***** Study material *****
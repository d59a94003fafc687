//! Repository trait for deal reads.

use crate::domain::entities::{Deal, DealStage};
use crate::error::AppError;
use async_trait::async_trait;
use chrono::{DateTime, Utc};
use rust_decimal::Decimal;

/// Filter criteria for listing deals.
///
/// Every field is optional; present fields are combined with logical AND.
/// `start_date` bounds `created_at` while `end_date` bounds `close_date`.
#[derive(Debug, Clone, Default, PartialEq)]
pub struct DealFilter {
    /// Case-insensitive substring matched against name, contact name and company.
    pub search: Option<String>,
    pub stage: Option<DealStage>,
    pub min_value: Option<Decimal>,
    pub max_value: Option<Decimal>,
    /// Lower bound (inclusive) on `created_at`.
    pub start_date: Option<DateTime<Utc>>,
    /// Upper bound (inclusive) on `close_date`.
    pub end_date: Option<DateTime<Utc>>,
}

impl DealFilter {
    /// Creates a filter that matches every deal.
    pub fn new() -> Self {
        Self::default()
    }

    /// Adds substring search. Empty strings are ignored.
    pub fn with_search(mut self, search: Option<String>) -> Self {
        self.search = search.filter(|s| !s.is_empty());
        self
    }

    /// Restricts results to one stage.
    pub fn with_stage(mut self, stage: Option<DealStage>) -> Self {
        self.stage = stage;
        self
    }

    /// Adds inclusive bounds on deal value.
    pub fn with_value_range(mut self, min: Option<Decimal>, max: Option<Decimal>) -> Self {
        self.min_value = min;
        self.max_value = max;
        self
    }

    /// Adds the `created_at` lower bound and the `close_date` upper bound.
    pub fn with_date_range(
        mut self,
        start_date: Option<DateTime<Utc>>,
        end_date: Option<DateTime<Utc>>,
    ) -> Self {
        self.start_date = start_date;
        self.end_date = end_date;
        self
    }

    /// Returns true if no predicate is active.
    pub fn is_empty(&self) -> bool {
        self == &Self::default()
    }
}

/// Repository interface for reading deals.
///
/// # Implementations
///
/// - [`crate::infrastructure::persistence::PgDealRepository`] - PostgreSQL implementation
/// - Test mocks available with `cfg(test)`
///
/// # Examples
///
/// See integration tests: `tests/repository_deal.rs`
#[cfg_attr(test, mockall::automock)]
#[async_trait]
pub trait DealRepository: Send + Sync {
    /// Returns every deal matching `filter`, newest `created_at` first.
    ///
    /// No limit is applied; the complete filtered set is returned.
    ///
    /// # Errors
    ///
    /// Returns [`AppError::Internal`] on database errors.
    async fn find_filtered(&self, filter: &DealFilter) -> Result<Vec<Deal>, AppError>;

    /// Finds a deal by its identifier.
    ///
    /// # Returns
    ///
    /// - `Ok(Some(Deal))` if found
    /// - `Ok(None)` if not found
    ///
    /// # Errors
    ///
    /// Returns [`AppError::Internal`] on database errors.
    async fn find_by_id(&self, id: i64) -> Result<Option<Deal>, AppError>;

    /// Checks that the backing store answers queries.
    async fn ping(&self) -> Result<(), AppError>;
}

#[cfg(test)]
mod tests {
    use super::*;

    #[test]
    fn test_new_filter_is_empty() {
        assert!(DealFilter::new().is_empty());
    }

    #[test]
    fn test_empty_search_is_dropped() {
        let filter = DealFilter::new().with_search(Some(String::new()));
        assert!(filter.search.is_none());
        assert!(filter.is_empty());
    }

    #[test]
    fn test_builder_sets_fields() {
        let filter = DealFilter::new()
            .with_search(Some("acme".to_string()))
            .with_stage(Some(DealStage::Won))
            .with_value_range(Some(Decimal::new(100, 0)), None);

        assert_eq!(filter.search.as_deref(), Some("acme"));
        assert_eq!(filter.stage, Some(DealStage::Won));
        assert_eq!(filter.min_value, Some(Decimal::new(100, 0)));
        assert!(filter.max_value.is_none());
        assert!(!filter.is_empty());
    }
}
*****
◆ **Task to complete**:
Where does the word "Returns" appear in the records above? Return every line that holds it.

◆ **Result below**:
    /// Returns true if no predicate is active.
    /// Returns every deal matching `filter`, newest `created_at` first.
    /// Returns [`AppError::Internal`] on database errors.
    /// # Returns
    /// Returns [`AppError::Internal`] on database errors.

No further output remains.